The struggle to assert our humanity, improve our living conditions, expand our knowledge about the geography of our hostage prison is unceasing. Every interaction is a strategic testing, an opportunity to examine the habits of our captors. Who knows when or where we will stumble across something—the open window or door, the misplaced key, the act of kindness or thoughtless mistake—through which we can escape this nightmare existence? It is in every thought, word and action: the irrepressible, burning urge to be free.

The next victory in this invisible war is our morning exercise routine. It happens gradually, imperceptibly, over the course of several
days. It begins our first morning in the second house when the captors arrive to get us up. They step heavily, faces dull like Monday morning factory workers. They stand and watch as we fold our bedding and set up our chairs for the day. We work quickly, almost urgently, why I don’t know. Maybe it’s because it feels so good to be doing something, or maybe we’re sending a message to the captors.
See, you can trust us.
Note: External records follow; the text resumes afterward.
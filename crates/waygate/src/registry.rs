//! Tool registry: the aggregated catalog of every backend's tools.
//!
//! Tools are keyed by their prefixed name `<backend>___<original>`. The
//! registry is read-mostly after startup registration; writes happen only
//! during registration and deliberate test injection, so a reader/writer
//! lock fits the access pattern.

use std::collections::HashMap;
use std::sync::Arc;

use futures::future::BoxFuture;
use parking_lot::RwLock;
use serde_json::Value;
use tracing::debug;
use waygate_protocol::types::Tool;

use crate::error::GatewayResult;
use crate::schema::normalize_input_schema;

/// Separator joining backend identifier and original tool name on the
/// unified endpoint. Part of the wire interface.
pub const TOOL_PREFIX_SEPARATOR: &str = "___";

/// Build the unified (prefixed) name for a backend tool.
pub fn prefixed_name(backend_id: &str, original_name: &str) -> String {
    format!("{backend_id}{TOOL_PREFIX_SEPARATOR}{original_name}")
}

/// One tool invocation as seen by a handler closure.
#[derive(Debug, Clone, Default)]
pub struct ToolCall {
    /// Stable client identity derived from the authorization header
    pub client_id: Option<String>,
    /// Tool arguments from the `tools/call` request
    pub arguments: Option<serde_json::Map<String, Value>>,
}

/// Handler closure stored on a tool record.
///
/// Captures its `(backend_id, original_name)` pair and routes the call
/// through the policy pipeline to the backend connection. The returned
/// value is the backend's `tools/call` result payload.
pub type ToolHandler =
    Arc<dyn Fn(ToolCall) -> BoxFuture<'static, GatewayResult<Value>> + Send + Sync>;

/// Registry record for one tool.
#[derive(Clone)]
pub struct ToolRecord {
    /// Prefixed tool name (registry key)
    pub name: String,
    /// Description, carrying the `[backend] ` prefix
    pub description: Option<String>,
    /// Normalized input schema
    pub input_schema: Option<Value>,
    /// Owning backend identifier
    pub backend_id: String,
    /// Handler closure bound to this tool
    pub handler: ToolHandler,
}

impl std::fmt::Debug for ToolRecord {
    fn fmt(&self, f: &mut std::fmt::Formatter<'_>) -> std::fmt::Result {
        f.debug_struct("ToolRecord")
            .field("name", &self.name)
            .field("backend_id", &self.backend_id)
            .finish_non_exhaustive()
    }
}

/// Aggregated tool catalog.
#[derive(Default)]
pub struct ToolRegistry {
    tools: RwLock<HashMap<String, ToolRecord>>,
}

impl ToolRegistry {
    /// Create an empty registry.
    pub fn new() -> Self {
        Self::default()
    }

    /// Insert a single record, replacing any previous one with the same
    /// name. Used by registration and by tests injecting fixtures.
    pub fn insert(&self, record: ToolRecord) {
        self.tools.write().insert(record.name.clone(), record);
    }

    /// Register every tool a backend reported from `tools/list`.
    ///
    /// Names gain the `<backend>___` prefix, descriptions the `[backend] `
    /// prefix, and schemas are normalized. `make_handler` is called with
    /// each original tool name to produce the bound handler closure.
    pub fn register_backend_tools(
        &self,
        backend_id: &str,
        tools: Vec<Tool>,
        make_handler: impl Fn(&str) -> ToolHandler,
    ) {
        let mut guard = self.tools.write();
        for tool in tools {
            let name = prefixed_name(backend_id, &tool.name);
            let description = format!(
                "[{backend_id}] {}",
                tool.description.as_deref().unwrap_or_default()
            );
            let record = ToolRecord {
                name: name.clone(),
                description: Some(description),
                input_schema: normalize_input_schema(tool.input_schema.as_ref()),
                backend_id: backend_id.to_string(),
                handler: make_handler(&tool.name),
            };
            guard.insert(name, record);
        }
        debug!(backend = backend_id, total = guard.len(), "tools registered");
    }

    /// All tools under their prefixed names, sorted for stable listings.
    pub fn unified_tools(&self) -> Vec<Tool> {
        let guard = self.tools.read();
        let mut tools: Vec<Tool> = guard
            .values()
            .map(|record| Tool {
                name: record.name.clone(),
                title: None,
                description: record.description.clone(),
                input_schema: record.input_schema.clone(),
                output_schema: None,
                annotations: None,
            })
            .collect();
        tools.sort_by(|a, b| a.name.cmp(&b.name));
        tools
    }

    /// Tools owned by one backend, names stripped of the backend prefix.
    ///
    /// The description keeps its `[backend] ` prefix as presentational
    /// metadata.
    pub fn tools_for_backend(&self, backend_id: &str) -> Vec<Tool> {
        let prefix = format!("{backend_id}{TOOL_PREFIX_SEPARATOR}");
        let guard = self.tools.read();
        let mut tools: Vec<Tool> = guard
            .values()
            .filter(|record| record.backend_id == backend_id)
            .map(|record| Tool {
                name: record
                    .name
                    .strip_prefix(&prefix)
                    .unwrap_or(&record.name)
                    .to_string(),
                title: None,
                description: record.description.clone(),
                input_schema: record.input_schema.clone(),
                output_schema: None,
                annotations: None,
            })
            .collect();
        tools.sort_by(|a, b| a.name.cmp(&b.name));
        tools
    }

    /// Handler for `(backend, original_name)`, if registered.
    pub fn handler(&self, backend_id: &str, original_name: &str) -> Option<ToolHandler> {
        let key = prefixed_name(backend_id, original_name);
        let guard = self.tools.read();
        guard
            .get(&key)
            .filter(|record| record.backend_id == backend_id)
            .map(|record| Arc::clone(&record.handler))
    }

    /// Handler for a prefixed (unified) tool name, if registered.
    pub fn handler_by_prefixed(&self, prefixed: &str) -> Option<ToolHandler> {
        self.tools
            .read()
            .get(prefixed)
            .map(|record| Arc::clone(&record.handler))
    }

    /// Record for a prefixed name, if registered.
    pub fn record(&self, prefixed: &str) -> Option<ToolRecord> {
        self.tools.read().get(prefixed).cloned()
    }

    /// Number of registered tools.
    pub fn len(&self) -> usize {
        self.tools.read().len()
    }

    /// Whether the registry is empty.
    pub fn is_empty(&self) -> bool {
        self.tools.read().is_empty()
    }

    /// Number of tools owned by one backend.
    pub fn backend_tool_count(&self, backend_id: &str) -> usize {
        self.tools
            .read()
            .values()
            .filter(|record| record.backend_id == backend_id)
            .count()
    }
}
We’re doing what we’re supposed to do
—quickly, efficiently,
in the best way we can. We won’t take advantage of you by taking more time than we need
.

We finish this morning chore before the first person is done in the bathroom. We stand waiting, charged, ready, alert to everything, like deer in the middle of a clearing. The energy in our bodies irrepressibly seeks release. We start bending, twisting, stretching, reaching. It’s instinctive, primal, can’t be stopped. A prisoner must exercise.

The room becomes crowded with movement, and the captors, suddenly in our way, move into the foyer. We exercise with the singular focus of Olympic champions. The same thing happens the next morning, and the captors leave the room earlier. I do my exercises in the doorway to give the others more room. We don’t go back to our chairs until the captors tell us to. The morning after that, the captors don’t spend any time in the room at all. I ask Uncle if I can stand just outside the door. There’s not enough room, I explain in body language. He says yes.